Mukharrij as-Sittah adalah sebutan untuk para perawi hadits yang jumlahnya ada enam
orang yaitu Bukhari, Muslim, Abu Dawud, Tirmidzi, an-Nasa’i dan Ibnu Majah. Dimana karya-
karya sangat familiar digunakan sebagai rujukan dan dikaji baik di lembaga formal atau pun non
formal.

2. Karya Fenomenal Mukharrij as-Sittah (al-Muwaththa’)

Diantara banyak karya-karya Mukharrij as-Sittah ialah al-Muwaththa’(karya Imam


Malik) disusun dalam rangka memenuhi permintaan al-Manshur untuk menjadi pegangan
seluruh lapisan masyarakat dibawah kekuasaannya. Beliau himpun 100.000 hadits dari lebih
1.000 ahli hadits selama 40 tahun dan dipresentasikan 70 ulama ahli fiqh di Madinah dan
diakuinya. Sebagian ulama berpendapat bahwa buku Induk Hadits ada 7, yaitu enam ditambah
satu, yaitu al-Muwathth’ atau ad-Darimi menurut sebagian pendapat. Ibnu Hazm berkata, “al-
Muwathth’ adalah sebuah kitab fiqh dan hadits dan aku tidak melihat perbandingannya”.
Kualitas hadits didalamnya tidak seluruhnya shahih, tetapi terdapat mursal, mu’dhal, munqhati’
mawquf, dan yang lain sesuai dengan awal perkembangan pembukuan hadits.

3. Karya Fenomenal Dari Imam Ahmad

Nama lengkap beliau adalah Abu Abdullah bin Hanbal bin Hilal al-Syaibani, salah satu
pendiri mazhab Hambali. Beliau dilahirkan di Baghdad pada tahun 164 H/780 M. Beliau lebih
banyak mencari ilmu di Baghdad kemudian mengembara ke berbagai kota untuk menuntut ilmu
fiqh dan hadits seperti ke Syam, Hijaz, Yaman dan lain-lain, sehingga banyak pengetahuannya
tentang atsar sahabat dan tabi’in.

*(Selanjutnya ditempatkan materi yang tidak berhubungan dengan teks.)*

//! Printing predictions for the `predict` subcommand.

use std::io::Write;

use parley_nlu::{IntentScore, PredictionResult, Predictor, score_intents};
use serde::Serialize;

use crate::config::PredictArgs;
use crate::error::Result;

#[derive(Serialize)]
struct Explained<'a> {
    prediction: &'a PredictionResult,
    scores: Vec<IntentScore>,
}

/// Predict `args`' utterance and write pretty JSON to `out`.
pub fn write_prediction(
    predictor: &Predictor,
    args: &PredictArgs,
    out: &mut impl Write,
) -> Result<()> {
    let text = args.utterance();
    let prediction = predictor.predict(&text);

    if args.explain {
        serde_json::to_writer_pretty(
            &mut *out,
            &Explained {
                prediction: &prediction,
                scores: score_intents(&text),
            },
        )?;
    } else {
        serde_json::to_writer_pretty(&mut *out, &prediction)?;
    }
    writeln!(out)?;

    Ok(())
}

Abu Zur’ah berkomentar tentang hafalan dan daya ingatnya
yang sangat tinggi itu, bahwa Imam Ahmad hafal 1.000.000 buah hadits. Oleh karena itu, beliau
dipanggil sebagai Amir al-Mu’minin fi al-Hadits.

Banyak karya beliau, diantaranya al-‘Illal, az-Zuhd, at-Tafsir, an-Nasikh wa al-Mansukh,


Fadhail as-Sahabah, asy- Asy’ribah dan lain-lain. Diantaranya yang besar dan populer adalah
Musnad Imam Ahmad yang berisikan 30.000 adits dan 10.000 Hadits secara berulang-ulang.
Beliau tulis sejak berusia 16 tahun, tetapi belum sempat menyeleksi hadits yang shahih sebab
meninggal dunia pada tahun 241 H/855 M di Baghdad dalam usia 77 tahun. Kemudian
diterbitkan oleh putranya Abdullah bin Ahmad bin Hanbal dan kemudian diterbitkan secara
alphabet kitab Mu’jam oleh al-Hafizh Abu Bakar Muhammad bin Abdullah al-Maqdisi. Ibnu
Hajar al-Asqalani dalam pembelaannya mengatakan tidak ada hadits Maudhu’ didalamnya.
Dalam kitabnya Ta’jil al-Manfa’ah bin Rijal al-Arba’ah, Al-Asqalani mengatakan tidak ada sebuah
hadits yang tidak ada dasarnya dalam kitab Musnad, kecuali 3 atau 4 hadits saja.

Dari penjelasan biografi Mukharrij as-Sittah dan Muwaththa’ bisa disimpulkan bahwa
mereka adalah perawi hadits sekaligus memiliki karya-karya yang cukup sakral di bidang
hadits. Untuk itu disini, saya akan menjabarkannya dalam bentuk kesimpulan secara garis
besarnya.

Mukharrij as-Sittah adalah perawi hadits yang enam, yaitu Bukhari, Muslim, Abu Dawud,
Tirmidzi, an-Nasa’i, dan Ibnu Majah. Dimana karya-karya mereka dengan sebutan kutun as-
Sittah (Kitab Induk Hadits Enam), dikarenakan tulisan karya mereka sangat memberikan
manfaat kepada umat Islam, tidak diragukan lagi kualitas secara individu dan berbagai segi
sehingga banyak orang-orang yang masih menggunakan karya-karya mereka sampai masa kini
selain itu banyak orang-orang yang meriwayatkan hadits dari mereka pada masanya.

Selanjutnya ada Imam Ahmad bin Hanbal yang merupakan tokoh pendiri mazhab empat
dalam bidang fiqh dan juga merupakan ahli hadits. Terbukti dengan Imam Ahmad yang
disempurnakan oleh anaknya dengan urutan alphabet, karena sebelum sempat selesai
penulisannya Allah memanggil Imam Ahmad kembali ke sisi-Nya.